The Daily Bucket is a regular feature of the Backyard Science group. It is a place to note any observations you have made of the world around you. Snails, fish, insects, weather, meteorites, climate, birds and/or flowers. All are worthy additions to the bucket. Please let us know what is going on around you in a comment. Include, as close as is comfortable for you, where you are located.
May 10, 2013
Salish Sea, Pacific Northwest
foggy spring day on San Juan Channel
Along the shore of the Salish Sea, we have just one native pine. Appropriately, it is called the Shore Pine, although its distribution extends inland to the Rocky Mountains, and from the Yukon down to Mexico. Inland,
Pinus contorta is called the Lodgepole Pine, growing straight and tall. Makes great tipi poles. But along the shore, it lives more up to its scientific name, often growing contorted and stunted, in dry rocky sites. With our low annual rainfall here in the rainshadow of the Olympic Mountains, and generally poor soil, Shore Pines are abundant and widespread in the islands.
For some of us, the Shore Pines are especially noticeable right now. To me, those branches appear to be making a rude gesture.
It's pollen season for the Shore Pines. In the last week, the male flowers have exploded, and every gust, every light breeze blows clouds of yellow pine pollen. Drifts collect, windshields are powdered, people sneeze...but insects feast. I've been eyeing the flowers recently, tracking the imminent opening.
April 27:
May 8. I'm giving the branch a little shake (holding my breath):
More Shore Pine below the dry brush.
But I do like these vigorous prolific trees. Their long bright green evergreen needles give the foliage a lush feel. Here's a pine growing next to the bluer green Douglas fir.
The pink female flowers will grow into cones in time (if pollinated): sturdy, hard, prickly things that never fall off the tree, and only open reluctantly. We can see young and old cones on these branches.
Fires will open the hard resinous cones and release the seeds, an adaptation which tells us periodic forest fires can be ecologically significant. Fire suppression in Lodgepole pine forests, the high-elevation inland variety, has contributed to insect
infestation. The pines are a "pioneer" species, quick to take advantage of an opening in the woods, fast-growing, light-hungry, short-lived, and then in most places shaded over by later-growing trees. Around here, where fire is rare, cones will open eventually anyway, and the seeds will germinate readily in disturbed areas.
They grow like weeds along the side of the road even. The road department mows them down when clearing the verges and pulling ditches. This clump has escaped the first mowing.
Shore Pines don't live as long as most conifers, 150-200 years, nor grow as tall (maybe 50' around here) but in a felicitous location, they become a substantial tree, with attractive gray-black blocky bark.
Interestingly, even though the pines are tough little trees that can anchor securely to bedrock on the bluffs, their wood is brittle, and tends to break partway up in high winds. That random splintering can be more hazardous than a tree that tips over. We watch out for the pines in a storm.

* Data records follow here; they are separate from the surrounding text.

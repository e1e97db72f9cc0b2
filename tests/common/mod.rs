//! Shared helpers for the integration tests: unique loopback endpoints and
//! condition polling.

#![allow(dead_code)]

use std::sync::atomic::{AtomicU16, Ordering};
use std::time::{Duration, Instant};

static PORT_COUNTER: AtomicU16 = AtomicU16::new(0);

/// Each test binary is its own process, so deriving the port base from the
/// pid keeps parallel binaries off each other's ports.
fn port_base() -> u16 {
    20000 + (std::process::id() % 20000) as u16
}

/// A fresh loopback endpoint, unique within the test binary.
pub fn next_addr() -> String {
    format!(
        "tcp://127.0.0.1:{}",
        port_base() + PORT_COUNTER.fetch_add(1, Ordering::SeqCst)
    )
}

/// Poll `cond` until it holds or ten seconds pass; returns its final value.
pub fn wait_for(mut cond: impl FnMut() -> bool) -> bool {
    let deadline = Instant::now() + Duration::from_secs(10);
    while Instant::now() < deadline {
        if cond() {
            return true;
        }
        std::thread::sleep(Duration::from_millis(5));
    }
    cond()
}

/// An empty parts iterator, for commands with no body.
pub fn no_parts() -> std::iter::Empty<Vec<u8>> {
    std::iter::empty()
}

/// Connect and wait for the success callback; panics on failure.
pub fn connect_ok(client: &meshmq::MeshMq, addr: meshmq::Address) -> meshmq::ConnectionID {
    use std::sync::atomic::{AtomicBool, Ordering::SeqCst};
    use std::sync::{Arc, Mutex};

    let connected = Arc::new(AtomicBool::new(false));
    let failed = Arc::new(Mutex::new(None::<String>));
    let conn = {
        let connected = connected.clone();
        let failed = failed.clone();
        client
            .connect_remote(
                addr,
                move |_conn| connected.store(true, SeqCst),
                move |_conn, why| *failed.lock().unwrap() = Some(why),
            )
            .expect("connect_remote")
    };
    assert!(
        wait_for(|| connected.load(SeqCst) || failed.lock().unwrap().is_some()),
        "connection callback never fired"
    );
    if let Some(why) = failed.lock().unwrap().take() {
        panic!("connection failed: {why}");
    }
    conn
}

/// Issue a request and wait for its callback, returning (success, parts).
pub fn request_sync(
    client: &meshmq::MeshMq,
    conn: impl Into<meshmq::ConnectionID>,
    cmd: &str,
) -> (bool, Vec<Vec<u8>>) {
    request_sync_parts(client, conn, cmd, no_parts())
}

pub fn request_sync_parts<P, B>(
    client: &meshmq::MeshMq,
    conn: impl Into<meshmq::ConnectionID>,
    cmd: &str,
    parts: P,
) -> (bool, Vec<Vec<u8>>)
where
    P: IntoIterator<Item = B>,
    B: Into<Vec<u8>>,
{
    use std::sync::atomic::{AtomicBool, Ordering::SeqCst};
    use std::sync::{Arc, Mutex};

    let done = Arc::new(AtomicBool::new(false));
    let result = Arc::new(Mutex::new((false, Vec::new())));
    {
        let done = done.clone();
        let result = result.clone();
        client
            .request(
                conn,
                cmd,
                move |ok, data| {
                    *result.lock().unwrap() = (ok, data);
                    done.store(true, SeqCst);
                },
                parts,
            )
            .expect("request");
    }
    assert!(wait_for(|| done.load(SeqCst)), "request never completed");
    let result = result.lock().unwrap();
    result.clone()
}

pub fn init_logging() {
    let _ = tracing_subscriber::fmt()
        .with_env_filter(
            tracing_subscriber::EnvFilter::try_from_default_env()
                .unwrap_or_else(|_| tracing_subscriber::EnvFilter::new("warn")),
        )
        .with_test_writer()
        .try_init();
}
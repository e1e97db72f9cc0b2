//! # Wire Frames
//!
//! A wire frame is an ordered sequence of byte-string parts, serialized with
//! bincode under a hard size limit and carried on the stream as a u32-BE
//! length-prefixed record. The first part names the command as
//! `category.command`; a handful of single-word first parts are reserved for
//! the protocol itself.
//!
//! | First part | Meaning |
//! |---|---|
//! | `category.command` | Command invocation (requests add a reply tag part) |
//! | `REPLY` | Reply; followed by the reply tag and body parts |
//! | `HI` / `BYE` | Connection liveness ping / graceful goodbye |
//! | `FORBIDDEN`, `FORBIDDEN_MN` | Authorization refusal for a request |
//! | `UNKNOWNCOMMAND` | Command lookup failure notice |
//!
//! Limits are enforced on both encode and decode; a frame that violates them
//! never reaches a handler, and on the receive side the connection is
//! dropped.

use bincode::Options;
use thiserror::Error;

/// Reserved first parts. Anything else must be a `category.command` name.
pub(crate) const HI: &[u8] = b"HI";
pub(crate) const BYE: &[u8] = b"BYE";
pub(crate) const REPLY: &[u8] = b"REPLY";
pub(crate) const FORBIDDEN: &[u8] = b"FORBIDDEN";
pub(crate) const FORBIDDEN_MN: &[u8] = b"FORBIDDEN_MN";
pub(crate) const UNKNOWN_COMMAND: &[u8] = b"UNKNOWNCOMMAND";

/// Maximum number of parts in one frame.
pub(crate) const MAX_PARTS: usize = 256;

/// Maximum total serialized frame size (10 MiB).
/// Prevents memory exhaustion from a single oversized record.
pub(crate) const MAX_FRAME_SIZE: usize = 10 * 1024 * 1024;

/// Maximum reply tag length in bytes.
pub(crate) const MAX_REPLY_TAG: usize = 32;

/// A multipart message as it travels on the wire.
pub(crate) type Frame = Vec<Vec<u8>>;

#[derive(Debug, Error)]
pub(crate) enum FrameError {
    #[error("frame has no parts")]
    Empty,
    #[error("frame command part is empty")]
    EmptyCommand,
    #[error("frame has {0} parts (max {MAX_PARTS})")]
    TooManyParts(usize),
    #[error("frame is {0} bytes (max {MAX_FRAME_SIZE})")]
    TooLarge(usize),
    #[error("frame does not deserialize: {0}")]
    Malformed(#[from] bincode::Error),
}

/// Bincode options with the frame size limit enforced.
/// Always used for deserialization so hostile lengths cannot allocate.
fn bincode_options() -> impl Options {
    bincode::DefaultOptions::new()
        .with_limit(MAX_FRAME_SIZE as u64)
        .with_fixint_encoding()
}

fn validate(parts: &[Vec<u8>]) -> Result<(), FrameError> {
    if parts.is_empty() {
        return Err(FrameError::Empty);
    }
    if parts[0].is_empty() {
        return Err(FrameError::EmptyCommand);
    }
    if parts.len() > MAX_PARTS {
        return Err(FrameError::TooManyParts(parts.len()));
    }
    let total: usize = parts.iter().map(Vec::len).sum();
    if total > MAX_FRAME_SIZE {
        return Err(FrameError::TooLarge(total));
    }
    Ok(())
}

/// Serialize a frame for the wire. The u32-BE record prefix is added by the
/// stream layer.
pub(crate) fn encode(parts: &Frame) -> Result<Vec<u8>, FrameError> {
    validate(parts)?;
    let bytes = bincode_options().serialize(parts)?;
    if bytes.len() > MAX_FRAME_SIZE {
        return Err(FrameError::TooLarge(bytes.len()));
    }
    Ok(bytes)
}

/// Deserialize and validate one record's payload.
pub(crate) fn decode(bytes: &[u8]) -> Result<Frame, FrameError> {
    if bytes.len() > MAX_FRAME_SIZE {
        return Err(FrameError::TooLarge(bytes.len()));
    }
    let parts: Frame = bincode_options().deserialize(bytes)?;
    validate(&parts)?;
    Ok(parts)
}

/// Render a per-connection request counter as a fixed-width reply tag.
pub(crate) fn reply_tag(counter: u64) -> Vec<u8> {
    counter.to_be_bytes().to_vec()
}

/// True when a first part is one of the reserved protocol words.
pub(crate) fn is_reserved(name: &[u8]) -> bool {
    matches!(
        name,
        HI | BYE | REPLY | FORBIDDEN | FORBIDDEN_MN | UNKNOWN_COMMAND
    )
}
//! # Connections
//!
//! [`ConnectionID`] is the opaque handle callers hold for a logical
//! connection. Master-node connections are identified by pubkey alone, so
//! the same handle stays valid across reconnects; other connections are
//! identified by an internal id plus the route token assigned by the
//! accepting side.
//!
//! The rest of this module is proxy-private: the per-connection record and
//! the table indexing records by token and by master-node pubkey. Only the
//! proxy task touches these, so none of it is synchronized.

use std::cmp::Ordering;
use std::collections::{HashMap, VecDeque};
use std::fmt;
use std::hash::{Hash, Hasher};
use std::time::Instant;

use tokio::sync::mpsc;
use tracing::warn;

use crate::auth::AuthLevel;
use crate::frame::Frame;
use crate::identity::Identity;

/// Internal id reserved for master-node handles.
const MN_ID: i64 = -1;

/// Opaque handle for a logical connection.
///
/// Equality and hashing partition by kind: two master-node handles are equal
/// iff their pubkeys match, two remote handles are equal iff both the
/// internal id and route token match. A default-constructed handle is
/// invalid and never matches a live connection.
#[derive(Clone)]
pub struct ConnectionID {
    id: i64,
    pubkey: Option<Identity>,
    route: Vec<u8>,
}

impl ConnectionID {
    /// Handle for a master node, addressed by its long-term pubkey.
    pub fn for_mn(pubkey: Identity) -> Self {
        Self {
            id: MN_ID,
            pubkey: Some(pubkey),
            route: Vec::new(),
        }
    }

    pub(crate) fn remote(id: i64, pubkey: Option<Identity>, route: Vec<u8>) -> Self {
        Self { id, pubkey, route }
    }

    /// True for a handle that can refer to a live connection.
    pub fn is_valid(&self) -> bool {
        self.id != 0
    }

    /// True when this handle addresses a master node by pubkey.
    pub fn mn(&self) -> bool {
        self.id == MN_ID
    }

    /// The peer's curve pubkey, if any. All curve-authenticated connections
    /// have one, not only master nodes.
    pub fn pubkey(&self) -> Option<Identity> {
        self.pubkey
    }

    pub(crate) fn internal_id(&self) -> i64 {
        self.id
    }
}

impl Default for ConnectionID {
    fn default() -> Self {
        Self {
            id: 0,
            pubkey: None,
            route: Vec::new(),
        }
    }
}

impl From<Identity> for ConnectionID {
    fn from(pubkey: Identity) -> Self {
        Self::for_mn(pubkey)
    }
}

impl PartialEq for ConnectionID {
    fn eq(&self, other: &Self) -> bool {
        if self.mn() && other.mn() {
            return self.pubkey == other.pubkey;
        }
        self.id == other.id && self.route == other.route
    }
}

impl Eq for ConnectionID {}

impl PartialOrd for ConnectionID {
    fn partial_cmp(&self, other: &Self) -> Option<Ordering> {
        Some(self.cmp(other))
    }
}

impl Ord for ConnectionID {
    fn cmp(&self, other: &Self) -> Ordering {
        if self.mn() && other.mn() {
            return self.pubkey.cmp(&other.pubkey);
        }
        (self.id, &self.route).cmp(&(other.id, &other.route))
    }
}

impl Hash for ConnectionID {
    fn hash<H: Hasher>(&self, state: &mut H) {
        if self.mn() {
            // Pubkeys are uniformly distributed; the first eight bytes are
            // already a good hash.
            if let Some(pk) = &self.pubkey {
                let mut prefix = [0u8; 8];
                prefix.copy_from_slice(&pk.as_bytes()[..8]);
                state.write_u64(u64::from_le_bytes(prefix));
            }
        } else {
            self.id.hash(state);
            self.route.hash(state);
        }
    }
}

impl fmt::Debug for ConnectionID {
    fn fmt(&self, f: &mut fmt::Formatter<'_>) -> fmt::Result {
        if self.mn() {
            write!(
                f,
                "ConnectionID(mn {})",
                self.pubkey.map(|p| p.log_id()).unwrap_or_default()
            )
        } else if !self.is_valid() {
            write!(f, "ConnectionID(invalid)")
        } else {
            write!(f, "ConnectionID({})", self.id)
        }
    }
}

impl fmt::Display for ConnectionID {
    fn fmt(&self, f: &mut fmt::Formatter<'_>) -> fmt::Result {
        fmt::Debug::fmt(self, f)
    }
}

// ============================================================================
// Proxy-side records
// ============================================================================

/// Callback for a request's outcome: `(success, reply parts)`.
pub type ReplyCallback = Box<dyn FnOnce(bool, Vec<Vec<u8>>) + Send>;

pub type ConnectSuccess = Box<dyn FnOnce(ConnectionID) + Send>;
pub type ConnectFailure = Box<dyn FnOnce(ConnectionID, String) + Send>;

/// Callback reporting whether a post-start listen bound successfully.
pub type ListenCallback = Box<dyn FnOnce(bool) + Send>;

#[derive(Clone, Copy, Debug, PartialEq, Eq)]
pub(crate) enum ConnKind {
    CurveIn,
    CurveOut,
    PlainIn,
    PlainOut,
    /// In-process caller connection; no socket, implicitly admin.
    Inproc,
    /// Synthetic connection to our own pubkey; no socket.
    Loopback,
}

impl ConnKind {
    pub fn is_local(self) -> bool {
        matches!(self, ConnKind::Inproc | ConnKind::Loopback)
    }
}

pub(crate) struct PendingRequest {
    pub callback: ReplyCallback,
    pub deadline: Instant,
}

/// Frames queued while an outbound dial is still in flight.
const MAX_QUEUED_FRAMES: usize = 1000;

pub(crate) struct ConnRecord {
    pub token: i64,
    pub id: ConnectionID,
    pub pubkey: Option<Identity>,
    pub kind: ConnKind,
    pub auth: AuthLevel,
    pub last_activity: Instant,
    /// Live once the socket tasks are running; `None` while dialing and for
    /// local kinds.
    pub writer: Option<mpsc::Sender<Frame>>,
    /// Held back until the dial completes.
    pub queued: VecDeque<Frame>,
    pub dialing: bool,
    /// Set after an outbound remote dial completes, until the peer echoes
    /// `HI`; connect callbacks fail if it passes.
    pub hi_deadline: Option<Instant>,
    /// reply tag -> outstanding request issued over this connection.
    pub pending: HashMap<Vec<u8>, PendingRequest>,
    /// Monotonic reply-tag counter. Carried over when a reconnecting
    /// master-node supersedes this record, so transferred tags stay unique.
    pub next_tag: u64,
    /// Set on outbound remote connections until the peer echoes `HI`.
    pub connect_cb: Option<(ConnectSuccess, ConnectFailure)>,
}

impl ConnRecord {
    pub fn new(token: i64, id: ConnectionID, kind: ConnKind, auth: AuthLevel) -> Self {
        let pubkey = id.pubkey();
        Self {
            token,
            id,
            pubkey,
            kind,
            auth,
            last_activity: Instant::now(),
            writer: None,
            queued: VecDeque::new(),
            dialing: false,
            hi_deadline: None,
            pending: HashMap::new(),
            next_tag: 0,
            connect_cb: None,
        }
    }

    pub fn next_reply_tag(&mut self) -> Vec<u8> {
        self.next_tag += 1;
        crate::frame::reply_tag(self.next_tag)
    }

    pub fn touch(&mut self) {
        self.last_activity = Instant::now();
    }

    /// Queue a frame for delivery once the dial completes. Overflow drops
    /// the new frame rather than ballooning memory.
    pub fn queue_frame(&mut self, frame: Frame) {
        if self.queued.len() >= MAX_QUEUED_FRAMES {
            warn!(conn = %self.id, "outbound queue full, dropping frame");
            return;
        }
        self.queued.push_back(frame);
    }

    /// Pull requests whose deadline has passed, removing them from the table.
    pub fn take_expired(&mut self, now: Instant) -> Vec<PendingRequest> {
        let expired: Vec<Vec<u8>> = self
            .pending
            .iter()
            .filter(|(_, p)| p.deadline <= now)
            .map(|(tag, _)| tag.clone())
            .collect();
        expired
            .into_iter()
            .filter_map(|tag| self.pending.remove(&tag))
            .collect()
    }

    pub fn next_pending_deadline(&self) -> Option<Instant> {
        self.pending.values().map(|p| p.deadline).min()
    }

    /// Remove and return every outstanding request, for failure delivery.
    pub fn take_all_pending(&mut self) -> Vec<PendingRequest> {
        self.pending.drain().map(|(_, p)| p).collect()
    }
}

#[derive(Default)]
pub(crate) struct ConnTable {
    by_token: HashMap<i64, ConnRecord>,
    by_pubkey: HashMap<Identity, i64>,
}

impl ConnTable {
    pub fn insert(&mut self, record: ConnRecord) {
        if let Some(pk) = record.pubkey {
            if record.kind != ConnKind::Inproc {
                self.by_pubkey.insert(pk, record.token);
            }
        }
        self.by_token.insert(record.token, record);
    }

    pub fn get(&self, token: i64) -> Option<&ConnRecord> {
        self.by_token.get(&token)
    }

    pub fn get_mut(&mut self, token: i64) -> Option<&mut ConnRecord> {
        self.by_token.get_mut(&token)
    }

    /// The live connection for a master-node pubkey, whichever side opened it.
    pub fn token_for(&self, pubkey: &Identity) -> Option<i64> {
        self.by_pubkey.get(pubkey).copied()
    }

    pub fn remove(&mut self, token: i64) -> Option<ConnRecord> {
        let record = self.by_token.remove(&token)?;
        if let Some(pk) = record.pubkey {
            // Only drop the index entry if it still points at this record; a
            // superseding connection may already have claimed the pubkey.
            if self.by_pubkey.get(&pk) == Some(&record.token) {
                self.by_pubkey.remove(&pk);
            }
        }
        Some(record)
    }

    pub fn iter(&self) -> impl Iterator<Item = &ConnRecord> {
        self.by_token.values()
    }

    pub fn iter_mut(&mut self) -> impl Iterator<Item = &mut ConnRecord> {
        self.by_token.values_mut()
    }

    pub fn tokens(&self) -> Vec<i64> {
        self.by_token.keys().copied().collect()
    }
}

For some reason, deer avoid them. Given a choice between pines and Douglas Fir in this open field, the firs have been nibbled back into shrubs while the pines have shot up unmolested. At some point the firs will most likely get taller than the deer, and then grow normally, like the ones in the background.
Great little trees, in spite of the deluge of pollen for these few weeks. Here's a lone pine growing essentially in bedrock, directly above rough water where it's soaked in seaspray, taking the full force of winter storms blasting in from the ocean every year. It's older than you might think, in these conditions. Today it's calm, heavy fog drifting up the strait. It'll be here in summer drought too.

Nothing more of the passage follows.